WHAT IS EXPECTED →
Read through the lines below for the string "InvalidInput" and copy each one that has it.

(Extracted data entries)

*** Block opens ***

//! Dense regression network inference (CPU-only).
//!
//! Models are stored as JSON. A plain linear regressor is a single `linear` layer
//! with one output row; small MLP regressors chain more layers.
//!
//! Shapes are validated on load so a bad artifact fails at startup, not per request.

use serde::{Deserialize, Serialize};
use std::path::Path;

use crate::error::{AppraiseError, Result};
use crate::ml::Regressor;

#[derive(Debug, Clone, Copy, PartialEq, Eq, Default, Serialize, Deserialize)]
#[serde(rename_all = "snake_case")]
pub enum Activation {
    #[default]
    Linear,
    Relu,
    Tanh,
    Sigmoid,
}

#[derive(Debug, Clone, Serialize, Deserialize)]
pub struct DenseLayer {
    /// Weights shape: [out_dim][in_dim]
    pub weights: Vec<Vec<f64>>,
    /// Bias shape: [out_dim]
    pub bias: Vec<f64>,
    #[serde(default)]
    pub activation: Activation,
}

impl DenseLayer {
    fn in_dim(&self) -> usize {
        self.weights.first().map(|r| r.len()).unwrap_or(0)
    }

    fn out_dim(&self) -> usize {
        self.weights.len()
    }
}

#[derive(Debug, Clone, Serialize, Deserialize)]
pub struct DenseNetwork {
    pub input_dim: usize,

    /// Optional z-score normalization applied before the first layer.
    #[serde(default)]
    pub input_mean: Option<Vec<f64>>,
    #[serde(default)]
    pub input_std: Option<Vec<f64>>,

    pub layers: Vec<DenseLayer>,

    /// Free-form training metadata (dataset, version, r2, ...).
    #[serde(default)]
    pub metadata: serde_json::Value,
}

impl DenseNetwork {
    pub fn from_file<P: AsRef<Path>>(path: P) -> Result<Self> {
        let content = std::fs::read_to_string(&path)?;
        Self::from_json(&content)
    }

    pub fn from_json(content: &str) -> Result<Self> {
        let model: Self = serde_json::from_str(content)?;
        model.validate().map_err(AppraiseError::Validation)?;
        Ok(model)
    }

    /// Single linear layer `y = w . x + b`.
    pub fn linear(weights: Vec<f64>, bias: f64) -> Self {
        Self {
            input_dim: weights.len(),
            input_mean: None,
            input_std: None,
            layers: vec![DenseLayer {
                weights: vec![weights],
                bias: vec![bias],
                activation: Activation::Linear,
            }],
            metadata: serde_json::Value::Null,
        }
    }

    pub fn validate(&self) -> std::result::Result<(), String> {
        if self.input_dim == 0 {
            return Err("input_dim must be > 0".to_string());
        }
        if self.layers.is_empty() {
            return Err("layers must not be empty".to_string());
        }
        match (&self.input_mean, &self.input_std) {
            (Some(mean), Some(std)) => {
                if mean.len() != self.input_dim {
                    return Err(format!(
                        "input_mean length {} != input_dim {}",
                        mean.len(),
                        self.input_dim
                    ));
                }
                if std.len() != self.input_dim {
                    return Err(format!(
                        "input_std length {} != input_dim {}",
                        std.len(),
                        self.input_dim
                    ));
                }
                if std.iter().any(|v| !v.is_finite() || *v <= 0.0) {
                    return Err("input_std must be finite and > 0".to_string());
                }
            }
            (None, None) => {}
            _ => return Err("input_mean and input_std must be provided together".to_string()),
        }

        let mut expected_in = self.input_dim;
        for (idx, layer) in self.layers.iter().enumerate() {
            if layer.out_dim() == 0 {
                return Err(format!("layer[{idx}] out_dim must be > 0"));
            }
            if layer.bias.len() != layer.out_dim() {
                return Err(format!(
                    "layer[{idx}] bias len {} != out_dim {}",
                    layer.bias.len(),
                    layer.out_dim()
                ));
            }
            for (r, row) in layer.weights.iter().enumerate() {
                if row.len() != expected_in {
                    return Err(format!(
                        "layer[{idx}] weights row {r} len {} != expected in_dim {expected_in}",
                        row.len()
                    ));
                }
                if row.iter().any(|v| !v.is_finite()) {
                    return Err(format!("layer[{idx}] weights contain non-finite values"));
                }
            }
            if layer.bias.iter().any(|v| !v.is_finite()) {
                return Err(format!("layer[{idx}] bias contain non-finite values"));
            }
            expected_in = layer.out_dim();
        }

        if expected_in != 1 {
            return Err(format!(
                "regression output must have out_dim 1, got {expected_in}"
            ));
        }
        Ok(())
    }

    pub fn forward(&self, input: &[f64]) -> Result<Vec<f64>> {
        if input.len() != self.input_dim {
            return Err(AppraiseError::InvalidInput(format!(
                "DenseNetwork input dim mismatch: got {}, expected {}",
                input.len(),
                self.input_dim
            )));
        }

        let mut x: Vec<f64> = input.to_vec();

        if let (Some(mean), Some(std)) = (&self.input_mean, &self.input_std) {
            for (i, v) in x.iter_mut().enumerate() {
                *v = (*v - mean[i]) / std[i].max(1e-12);
            }
        }

        for layer in &self.layers {
            let y: Vec<f64> = layer
                .weights
                .iter()
                .zip(&layer.bias)
                .map(|(row, b)| {
                    debug_assert_eq!(row.len(), layer.in_dim());
                    let sum = row.iter().zip(&x).fold(*b, |acc, (w, xi)| acc + w * xi);
                    apply_activation(sum, layer.activation)
                })
                .collect();
            x = y;
        }

        Ok(x)
    }

    pub fn forward_scalar(&self, input: &[f64]) -> Result<f64> {
        let out = self.forward(input)?;
        match out.as_slice() {
            [y] => Ok(*y),
            _ => Err(AppraiseError::Inference(format!(
                "DenseNetwork forward_scalar expects output_dim=1, got {}",
                out.len()
            ))),
        }
    }
}

impl Regressor for DenseNetwork {
    fn input_dim(&self) -> usize {
        self.input_dim
    }

    fn predict_batch(&self, rows: &[Vec<f64>]) -> Result<Vec<f64>> {
        rows.iter().map(|row| self.forward_scalar(row)).collect()
    }

    fn describe(&self) -> String {
        let version = self
            .metadata
            .get("version")
            .and_then(|v| v.as_str())
            .unwrap_or("unversioned");
        format!(
            "dense(input_dim={}, layers={}, version={version})",
            self.input_dim,
            self.layers.len()
        )
    }
}

fn apply_activation(x: f64, act: Activation) -> f64 {
    match act {
        Activation::Linear => x,
        Activation::Relu => x.max(0.0),
        Activation::Tanh => x.tanh(),
        Activation::Sigmoid => sigmoid(x),
    }
}

fn sigmoid(x: f64) -> f64 {
    // Numerically-stable sigmoid.
    if x >= 0.0 {
        let z = (-x).exp();
        1.0 / (1.0 + z)
    } else {
        let z = x.exp();
        z / (1.0 + z)
    }
}

#[cfg(test)]
mod tests {
    use super::*;

    #[test]
    fn linear_regressor_computes_dot_product() {
        let net = DenseNetwork::linear(vec![0.5, -1.0, 2.0], 0.25);
        net.validate().unwrap();

        let y = net.forward_scalar(&[2.0, 1.0, 0.5]).unwrap();
        assert!((y - 1.25).abs() < 1e-12);
    }

    #[test]
    fn normalizes_before_first_layer() {
        let mut net = DenseNetwork::linear(vec![1.0, 1.0], 0.0);
        net.input_mean = Some(vec![1.0, 2.0]);
        net.input_std = Some(vec![2.0, 4.0]);
        net.validate().unwrap();

        // (3 - 1) / 2 + (6 - 2) / 4 = 2
        let y = net.forward_scalar(&[3.0, 6.0]).unwrap();
        assert!((y - 2.0).abs() < 1e-12);
    }

    #[test]
    fn hidden_relu_layer() {
        let net = DenseNetwork {
            input_dim: 2,
            input_mean: None,
            input_std: None,
            layers: vec![
                DenseLayer {
                    weights: vec![vec![1.0, 0.0], vec![0.0, 1.0]],
                    bias: vec![0.0, 0.0],
                    activation: Activation::Relu,
                },
                DenseLayer {
                    weights: vec![vec![1.0, 1.0]],
                    bias: vec![0.5],
                    activation: Activation::Linear,
                },
            ],
            metadata: serde_json::json!({}),
        };
        net.validate().unwrap();

        let y = net.forward_scalar(&[-3.0, 2.0]).unwrap();
        assert!((y - 2.5).abs() < 1e-12);
    }

    #[test]
    fn validates_shapes() {
        let bad = DenseNetwork {
            input_dim: 3,
            input_mean: None,
            input_std: None,
            layers: vec![DenseLayer {
                weights: vec![vec![1.0, 2.0]], // in_dim mismatch
                bias: vec![0.0],
                activation: Activation::Linear,
            }],
            metadata: serde_json::json!({}),
        };
        assert!(bad.validate().is_err());
    }

    #[test]
    fn rejects_multi_output_head() {
        let bad = DenseNetwork {
            input_dim: 1,
            input_mean: None,
            input_std: None,
            layers: vec![DenseLayer {
                weights: vec![vec![1.0], vec![2.0]],
                bias: vec![0.0, 0.0],
                activation: Activation::Linear,
            }],
            metadata: serde_json::json!({}),
        };
        let err = bad.validate().unwrap_err();
        assert!(err.contains("out_dim 1"));
    }

    #[test]
    fn parses_json_artifact() {
        let json = r#"{
            "input_dim": 2,
            "layers": [{ "weights": [[1.5, -0.5]], "bias": [0.1] }],
            "metadata": { "version": "2024-01" }
        }"#;
        let net = DenseNetwork::from_json(json).unwrap();
        assert_eq!(net.layers[0].activation, Activation::Linear);
        assert_eq!(
            net.describe(),
            "dense(input_dim=2, layers=1, version=2024-01)"
        );

        let out = net.predict_batch(&[vec![1.0, 1.0], vec![0.0, 0.0]]).unwrap();
        assert_eq!(out.len(), 2);
        assert!((out[0] - 1.1).abs() < 1e-12);
        assert!((out[1] - 0.1).abs() < 1e-12);
    }

    #[test]
    fn forward_rejects_wrong_width() {
        let net = DenseNetwork::linear(vec![1.0; 8], 0.0);
        assert!(matches!(
            net.forward(&[1.0; 7]),
            Err(AppraiseError::InvalidInput(_))
        ));
    }
}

*** Block closes ***

SOLUTION →
            return Err(AppraiseError::InvalidInput(format!(
            Err(AppraiseError::InvalidInput(_))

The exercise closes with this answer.